▶ **Prompt**: Word for word, repeat each of the records below.

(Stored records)
________________

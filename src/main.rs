use anyhow::{Context, Result};
use candle_core::Device;
use clap::{Parser, Subcommand};
use elastica::training::SyntheticTasks;
use elastica::{Config, ContinualLearning};
use rand::rngs::StdRng;
use rand::SeedableRng;
use std::path::PathBuf;
use tracing::info;

#[derive(Parser)]
#[command(name = "elastica")]
#[command(about = "Continual learning with EWC and dynamic capacity expansion", long_about = None)]
struct Cli {
    #[command(subcommand)]
    command: Commands,
}

#[derive(Subcommand)]
enum Commands {
    /// Train a sequence of permuted-feature tasks
    Run {
        /// Number of tasks in the sequence
        #[arg(short, long, default_value_t = 3)]
        tasks: usize,

        /// Configuration file path (defaults are used when omitted)
        #[arg(short, long)]
        config: Option<PathBuf>,
    },

    /// Validate configuration file
    Config {
        /// Configuration file to validate
        #[arg(short, long)]
        file: PathBuf,
    },

    /// Show system information
    Info,
}

fn main() -> Result<()> {
    // Initialize logging
    tracing_subscriber::fmt()
        .with_env_filter(tracing_subscriber::EnvFilter::from_default_env())
        .init();

    let cli = Cli::parse();

    match cli.command {
        Commands::Run { tasks, config } => {
            run_experiment(tasks, config)?;
        }

        Commands::Config { file } => {
            validate_config(file)?;
        }

        Commands::Info => {
            show_system_info();
        }
    }

    Ok(())
}

fn run_experiment(num_tasks: usize, config_path: Option<PathBuf>) -> Result<()> {
    info!("Starting continual-learning experiment");

    let config = match config_path {
        Some(path) => Config::from_file(&path).context("Failed to load configuration file")?,
        None => Config::default(),
    };

    let device = Device::Cpu;
    let mut data_rng = StdRng::seed_from_u64(config.training.seed);
    let tasks = SyntheticTasks::new(
        &config.network,
        &config.data,
        config.training.batch_size,
        &mut data_rng,
    )?
    .sequence(num_tasks, &device, &mut data_rng)
    .context("Failed to generate task sequence")?;

    info!(tasks = tasks.len(), "Task data generated");

    let mut system = ContinualLearning::new(config, device)
        .context("Failed to initialize continual-learning system")?;
    let report = system
        .run_sequence(&tasks)
        .context("Continual-learning run failed")?;

    for round in &report.rounds {
        for evaluation in &round.evaluations {
            info!(
                trained_through = round.task,
                task = evaluation.task,
                accuracy = evaluation.accuracy,
                average_loss = evaluation.average_loss,
                "final round evaluation"
            );
        }
    }
    for event in &report.expansion_events {
        info!(
            task = event.task,
            from = event.previous_hidden,
            to = event.new_hidden,
            "capacity expansion"
        );
    }
    info!(final_hidden = report.final_hidden_size, "Experiment complete");

    Ok(())
}

fn validate_config(config_path: PathBuf) -> Result<()> {
    info!("Validating configuration file: {}", config_path.display());

    let config = Config::from_file(&config_path).context("Failed to load configuration file")?;

    println!("Configuration is valid");
    println!("  Network: {} -> {} -> {} ({} extra hidden layers)",
        config.network.input_size,
        config.network.hidden_size,
        config.network.output_size,
        config.network.hidden_layer_count,
    );
    println!("  EWC: enabled={}, lambda={}, fisher_samples={}",
        config.ewc.enabled, config.ewc.lambda, config.ewc.fisher_samples,
    );
    println!("  Expansion: threshold={}%, scale_factor={}, max_expansions={}",
        config.expansion.accuracy_threshold,
        config.expansion.scale_factor,
        config.expansion.max_expansions,
    );

    Ok(())
}

fn show_system_info() {
    println!("elastica {}", env!("CARGO_PKG_VERSION"));
    println!("Continual learning with EWC and dynamic capacity expansion");
    println!();
    println!("Features:");
    println!("  cuda:       {}", cfg!(feature = "cuda"));
    println!("  metal:      {}", cfg!(feature = "metal"));
    println!("  accelerate: {}", cfg!(feature = "accelerate"));
}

________________

▶ **Solution**:
filename src/main.rs
use anyhow::{Context, Result};
use candle_core::Device;
use clap::{Parser, Subcommand};
use elastica::training::SyntheticTasks;
use elastica::{Config, ContinualLearning};
use rand::rngs::StdRng;
use rand::SeedableRng;
use std::path::PathBuf;
use tracing::info;

#[derive(Parser)]
#[command(name = "elastica")]
#[command(about = "Continual learning with EWC and dynamic capacity expansion", long_about = None)]
struct Cli {
    #[command(subcommand)]
    command: Commands,
}

#[derive(Subcommand)]
enum Commands {
    /// Train a sequence of permuted-feature tasks
    Run {
        /// Number of tasks in the sequence
        #[arg(short, long, default_value_t = 3)]
        tasks: usize,

        /// Configuration file path (defaults are used when omitted)
        #[arg(short, long)]
        config: Option<PathBuf>,
    },

    /// Validate configuration file
    Config {
        /// Configuration file to validate
        #[arg(short, long)]
        file: PathBuf,
    },

    /// Show system information
    Info,
}

fn main() -> Result<()> {
    // Initialize logging
    tracing_subscriber::fmt()
        .with_env_filter(tracing_subscriber::EnvFilter::from_default_env())
        .init();

    let cli = Cli::parse();

    match cli.command {
        Commands::Run { tasks, config } => {
            run_experiment(tasks, config)?;
        }

        Commands::Config { file } => {
            validate_config(file)?;
        }

        Commands::Info => {
            show_system_info();
        }
    }

    Ok(())
}

fn run_experiment(num_tasks: usize, config_path: Option<PathBuf>) -> Result<()> {
    info!("Starting continual-learning experiment");

    let config = match config_path {
        Some(path) => Config::from_file(&path).context("Failed to load configuration file")?,
        None => Config::default(),
    };

    let device = Device::Cpu;
    let mut data_rng = StdRng::seed_from_u64(config.training.seed);
    let tasks = SyntheticTasks::new(
        &config.network,
        &config.data,
        config.training.batch_size,
        &mut data_rng,
    )?
    .sequence(num_tasks, &device, &mut data_rng)
    .context("Failed to generate task sequence")?;

    info!(tasks = tasks.len(), "Task data generated");

    let mut system = ContinualLearning::new(config, device)
        .context("Failed to initialize continual-learning system")?;
    let report = system
        .run_sequence(&tasks)
        .context("Continual-learning run failed")?;

    for round in &report.rounds {
        for evaluation in &round.evaluations {
            info!(
                trained_through = round.task,
                task = evaluation.task,
                accuracy = evaluation.accuracy,
                average_loss = evaluation.average_loss,
                "final round evaluation"
            );
        }
    }
    for event in &report.expansion_events {
        info!(
            task = event.task,
            from = event.previous_hidden,
            to = event.new_hidden,
            "capacity expansion"
        );
    }
    info!(final_hidden = report.final_hidden_size, "Experiment complete");

    Ok(())
}

fn validate_config(config_path: PathBuf) -> Result<()> {
    info!("Validating configuration file: {}", config_path.display());

    let config = Config::from_file(&config_path).context("Failed to load configuration file")?;

    println!("Configuration is valid");
    println!("  Network: {} -> {} -> {} ({} extra hidden layers)",
        config.network.input_size,
        config.network.hidden_size,
        config.network.output_size,
        config.network.hidden_layer_count,
    );
    println!("  EWC: enabled={}, lambda={}, fisher_samples={}",
        config.ewc.enabled, config.ewc.lambda, config.ewc.fisher_samples,
    );
    println!("  Expansion: threshold={}%, scale_factor={}, max_expansions={}",
        config.expansion.accuracy_threshold,
        config.expansion.scale_factor,
        config.expansion.max_expansions,
    );

    Ok(())
}

fn show_system_info() {
    println!("elastica {}", env!("CARGO_PKG_VERSION"));
    println!("Continual learning with EWC and dynamic capacity expansion");
    println!();
    println!("Features:");
    println!("  cuda:       {}", cfg!(feature = "cuda"));
    println!("  metal:      {}", cfg!(feature = "metal"));
    println!("  accelerate: {}", cfg!(feature = "accelerate"));
}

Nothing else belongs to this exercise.